Before Switzerland’s Large Hadron Collider, the Tevatron at Fermilab in Illinois was the largest and highest-energy particle accelerator in the world. Despite being bumped into second place by the Europeans, however, Fermilab particle physicists are still using their enormous instrument to uncover nature’s hidden secrets.
Measuring 3.9 miles (6.3 km) across, the Tevatron is a ring-shaped tube that uses magnets and high voltages to accelerate particles in opposing paths. Where the two opposing beams meet, detectors are placed to catch the results of particles colliding at energies close to two trillion electron volts. While that might sound like a catastrophic event, the energy is really about the same as the collision of two common houseflies. Nevertheless, the scientific results of these collisions can be Earth-shattering, to say the least.
That’s because at the lab just outside of Chicago, scientists are trying to solve one of the greatest mysteries in physics: the asymmetric distribution of matter and antimatter in our observable universe. Matter comprises everything we are familiar with, like our bodies, our sun, and our galaxy. But for every matter particle, there is an antimatter particle with the same mass and an opposite electric charge.

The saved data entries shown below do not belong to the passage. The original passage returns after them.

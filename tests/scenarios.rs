//! End-to-end coverage of the six concrete scenarios, each driving the
//! real lift -> build -> analyze pipeline (or, where the synthetic
//! lifter's ISA subset cannot express the scenario, a hand-built
//! instruction stream run through the same public `build_cfg`/`srctree`
//! entry points a real caller would use).

use liftgraph::block::{BlockId, EdgeKind};
use liftgraph::builder::build_cfg;
use liftgraph::cfg::BlockGraph;
use liftgraph::ir::{ArchInfo, Instruction, Opcode, Operand, Temp, TempKind};
use liftgraph::lifter::synthetic::X86_64Lifter;
use liftgraph::lifter::{LiftFlags, LiftedBlock, Lifter};
use liftgraph::mfp::{self, LatticeValue};
use liftgraph::render::{render_dot, RenderSettings};
use liftgraph::srctree;

use rstest::rstest;

fn lift(bytes: &[u8], guest_addr: u64) -> (BlockGraph, BlockId, ArchInfo, X86_64Lifter) {
    let mut lifter = X86_64Lifter::new();
    let arch = lifter.arch_info();
    let lifted = lifter.translate_block(bytes, bytes.len(), guest_addr, LiftFlags::EMPTY);
    let (graph, root) = build_cfg(vec![lifted], arch.pc_offset).unwrap();
    (graph, root.unwrap(), arch, lifter)
}

#[rstest]
#[case::ret_only(&[0xC3])]
#[case::mov_imm_then_ret(&[0x48, 0xC7, 0xC0, 0x05, 0x00, 0x00, 0x00, 0xC3])]
fn scenario_1_straight_line_has_no_stack_traffic(#[case] bytes: &[u8]) {
    let (graph, root, arch, lifter) = lift(bytes, 0x1000);
    assert_eq!(graph.get(root).succ.len(), 0);
    let states = mfp::run(&graph, root, arch, &lifter);
    assert!(states[&root].iter().all(|s| s.max_ld_size == LatticeValue::Finite(0) && s.max_st_size == LatticeValue::Finite(0)));
}

#[test]
fn scenario_2_single_push_pop_reaches_eight_bytes_and_nothing_more() {
    // push rbp; mov rbp, rsp; pop rbp; ret
    let bytes = [0x55, 0x48, 0x89, 0xE5, 0x5D, 0xC3];
    let (graph, root, arch, lifter) = lift(&bytes, 0x1000);
    let states = mfp::run(&graph, root, arch, &lifter);
    let block_states = &states[&root];

    let saw_max_store_of_8 = block_states.iter().any(|s| s.max_st_size == LatticeValue::Finite(8));
    let saw_max_load_of_8 = block_states.iter().any(|s| s.max_ld_size == LatticeValue::Finite(8));
    assert!(saw_max_store_of_8);
    assert!(saw_max_load_of_8);
    // Before the push executes, nothing has touched the stack yet.
    assert_eq!(block_states[0].max_st_size, LatticeValue::Finite(0));
    assert_eq!(block_states[0].max_ld_size, LatticeValue::Finite(0));
    // Nothing in this function ever exceeds one word.
    assert!(block_states.iter().all(|s| s.max_st_size != LatticeValue::Finite(16) && s.max_ld_size != LatticeValue::Finite(16)));
}

fn insn_start(addr: u64) -> Instruction {
    Instruction {
        opcode: Opcode::InsnStart,
        outputs: vec![],
        inputs: vec![],
        constants: vec![Operand::Constant(addr as i64)],
    }
}

fn exit_tb() -> Instruction {
    Instruction {
        opcode: Opcode::ExitTb,
        outputs: vec![],
        inputs: vec![],
        constants: vec![],
    }
}

fn direct_jump(index: u32, pc_offset: u32, target: u64) -> Instruction {
    Instruction {
        opcode: Opcode::MovI64,
        outputs: vec![global(pc_offset, index)],
        inputs: vec![constant(target as i64)],
        constants: vec![],
    }
}

fn global(mem_offset: u32, index: u32) -> Operand {
    Operand::Temp(Temp {
        index,
        kind: TempKind::Global { mem_offset },
        value: None,
    })
}

fn local(index: u32) -> Operand {
    Operand::Temp(Temp {
        index,
        kind: TempKind::Local,
        value: None,
    })
}

fn constant(value: i64) -> Operand {
    Operand::Temp(Temp {
        index: 0,
        kind: TempKind::Constant,
        value: Some(value),
    })
}

#[test]
fn scenario_3_direct_branch_to_mid_block_target_splits_it_and_is_deterministic() {
    const PC_OFFSET: u32 = 0;

    // A: jmp 0x2004 (lands mid-block inside B)
    // B: insn@0x2000 (a plain mov); insn@0x2004 (split target): ret
    fn build() -> (BlockGraph, BlockId) {
        let block_a = LiftedBlock {
            guest_addr: 0x1000,
            size_in_bytes: 5,
            instructions: vec![insn_start(0x1000), direct_jump(5_001, PC_OFFSET, 0x2004), exit_tb()],
        };
        let block_b = LiftedBlock {
            guest_addr: 0x2000,
            size_in_bytes: 8,
            instructions: vec![
                insn_start(0x2000),
                Instruction {
                    opcode: Opcode::MovI64,
                    outputs: vec![global(24, 5_002)],
                    inputs: vec![constant(1)],
                    constants: vec![],
                },
                insn_start(0x2004),
                exit_tb(),
            ],
        };
        let (graph, root) = build_cfg(vec![block_a, block_b], PC_OFFSET).unwrap();
        (graph, root.unwrap())
    }

    // Building twice from the same inputs is deterministic: both runs
    // must land on the identical split structure.
    for (graph, root) in [build(), build()] {
        let a_succ = &graph.get(root).succ;
        assert_eq!(a_succ.len(), 1);
        assert_eq!(a_succ[0].kind, EdgeKind::Direct);

        let b1 = graph.get(root).next.unwrap();
        let b2 = graph.get(b1).next.unwrap();
        assert_eq!(graph.get(b2).guest_addr, 0x2004);
        assert_eq!(a_succ[0].other, b2);

        let b1_succ = &graph.get(b1).succ;
        assert_eq!(b1_succ.len(), 1);
        assert_eq!(b1_succ[0].kind, EdgeKind::Fallthrough);
        assert_eq!(b1_succ[0].other, b2);
    }
}

#[test]
fn scenario_3_rendered_cfg_has_one_node_per_block_and_a_solid_direct_edge() {
    const PC_OFFSET: u32 = 0;
    let block_a = LiftedBlock {
        guest_addr: 0x1000,
        size_in_bytes: 4,
        instructions: vec![insn_start(0x1000), direct_jump(9_001, PC_OFFSET, 0x1004), exit_tb()],
    };
    let block_b = LiftedBlock {
        guest_addr: 0x1004,
        size_in_bytes: 4,
        instructions: vec![insn_start(0x1004), exit_tb()],
    };
    let (graph, root) = build_cfg(vec![block_a, block_b], PC_OFFSET).unwrap();
    assert_eq!(graph.get(root.unwrap()).succ.len(), 1);

    let dot = render_dot(&graph, RenderSettings::default());
    assert_eq!(dot.matches("[label=").count(), 2);
    assert!(dot.contains("\"0x1000\" -> \"0x1004\""));
    assert!(!dot.contains("style=dashed"));

    insta::assert_snapshot!(dot, @r#"digraph {
  node [shape=record, fontname="monospace"];
  edge [fontname="monospace"];
  "0x1000" [label="\{0x1000\|\<i0\> ; 0x1000\|\<i1\> mov_i64 g0x0, $0x1004\|\<i2\> exit_tb\}"];
  "0x1004" [label="\{0x1004\|\<i0\> ; 0x1004\|\<i1\> exit_tb\}"];
  "0x1000" -> "0x1004";
}
"#);
}

#[test]
fn scenario_4_helper_call_lacking_no_write_globals_propagates_top_to_every_successor() {
    // cpuid; ret -- the synthetic backend's cpuid helper never sets
    // NO_WRITE_GLOBALS.
    let bytes = [0x0F, 0xA2, 0xC3];
    let (graph, root, arch, lifter) = lift(&bytes, 0x1000);

    let call_inst = graph.get(root).instructions().iter().find(|i| i.opcode == Opcode::Call).unwrap();
    assert!(!lifter.helper_info(call_inst).func_flags.no_write_globals());

    let states = mfp::run(&graph, root, arch, &lifter);
    let final_state = states[&root].last().copied().unwrap();
    assert_eq!(final_state.max_ld_size, LatticeValue::Top);
    assert_eq!(final_state.max_st_size, LatticeValue::Top);
}

#[test]
fn scenario_5_spill_reload_source_tree_reaches_the_matching_store() {
    const ARCH: ArchInfo = ArchInfo {
        pc_offset: 0,
        sp_offset: 8,
        bp_offset: 16,
        word_size_bits: 64,
    };
    const RDI_OFFSET: u32 = 64;
    const RAX_OFFSET: u32 = 24;

    // t1 = bp - 8; qemu_st [t1], rdi        (spill rdi)
    // t2 = bp - 8; t3 = qemu_ld [t2]        (reload)
    // rax = mov t3
    let instructions = vec![
        Instruction {
            opcode: Opcode::SubI64,
            outputs: vec![local(1)],
            inputs: vec![global(ARCH.bp_offset, 100), constant(8)],
            constants: vec![],
        },
        Instruction {
            opcode: Opcode::QemuStA64I64,
            outputs: vec![],
            inputs: vec![global(RDI_OFFSET, 101), local(1)],
            constants: vec![],
        },
        Instruction {
            opcode: Opcode::SubI64,
            outputs: vec![local(3)],
            inputs: vec![global(ARCH.bp_offset, 100), constant(8)],
            constants: vec![],
        },
        Instruction {
            opcode: Opcode::QemuLdA64I64,
            outputs: vec![local(4)],
            inputs: vec![local(3)],
            constants: vec![],
        },
        Instruction {
            opcode: Opcode::MovI64,
            outputs: vec![global(RAX_OFFSET, 102)],
            inputs: vec![local(4)],
            constants: vec![],
        },
    ];
    let lifted = LiftedBlock {
        guest_addr: 0x1000,
        size_in_bytes: 20,
        instructions,
    };
    let (graph, root) = build_cfg(vec![lifted], ARCH.pc_offset).unwrap();
    let block = root.unwrap();

    // Query the source of the final mov's own input (rax <- t4).
    let (tree, root_node) = srctree::trace(&graph, ARCH, block, 4, 1);
    let root_alt = tree.get(root_node).children[0].alternatives[0];
    let load_node = tree.get(root_alt);
    assert_eq!(load_node.instruction, 3);

    // The reload's matching store (aliased through the stack-load branch).
    let stack_load_alt = load_node.children[0].alternatives[0];
    let store_node = tree.get(stack_load_alt);
    assert_eq!(store_node.instruction, 1);

    // The folder independently confirms both accesses hit the same slot.
    assert_eq!(liftgraph::fold::classify_load(&graph, ARCH, block, 3), Some(8));
    assert_eq!(liftgraph::fold::classify_store(&graph, ARCH, block, 1), Some(8));
}

#[test]
fn scenario_6_indirect_jump_adds_no_edge_and_still_converges() {
    // jmp rax -- an indirect PC-write with no resolvable target.
    let bytes = [0x48, 0xFF, 0xE0];
    let (graph, root, arch, lifter) = lift(&bytes, 0x1000);
    assert_eq!(graph.get(root).succ.len(), 0);

    let states = mfp::run(&graph, root, arch, &lifter);
    let final_state = states[&root].last().copied().unwrap();
    assert_eq!(final_state.max_ld_size, LatticeValue::Top);
    assert_eq!(final_state.max_st_size, LatticeValue::Top);
}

And when a matter particle collides with its corresponding antiparticle, the two are said to “annihilate” each other. The collision leaves behind new particles and anti-particles, but a problem arises when considering the conditions of the early universe. According to current physics, the distribution of matter and antimatter should have been equal at the Big Bang and the resulting explosion would have annihilated everything, leaving nothing behind to create the variety of planets, stars, and galaxies we see today.
Thus, by answering the question of why there is more matter than antimatter in our universe, Fermilab scientists would be able to explain why we exist at all. And recent discoveries by the lab’s DZero team show that they might be getting closer to an answer. By accelerating protons and antiprotons to near-light speeds in the Tevatron, the team has observed that the resulting collisions were 1% more likely to produce matter than antimatter.
While these results have yet to be confirmed by others, several different interesting experiments continue to run at the laboratory, some of which can be seen on tours of the site. Fermilab is open to the public daily, and visitors can expect to learn about a lot more than physics.
The grounds are home to a small herd of bison (present since the lab’s founding in 1967) as well as a variety of mathematical sculptures and architectural forms, such as an Archimedean spiral, a geodesic sphere, a Möbius strip, and a staircase resembling the DNA double helix. Furthermore, the lab frequently hosts a range of cultural events including musical concerts, folk dancing, and art exhibitions.
Fermilab (also known as Fermi National Accelerator Laboratory) is a US Department of Energy National Laboratory. The lab is named after the Italian particle physicist Enrico Fermi, who is most known for his work on the first nuclear reactor.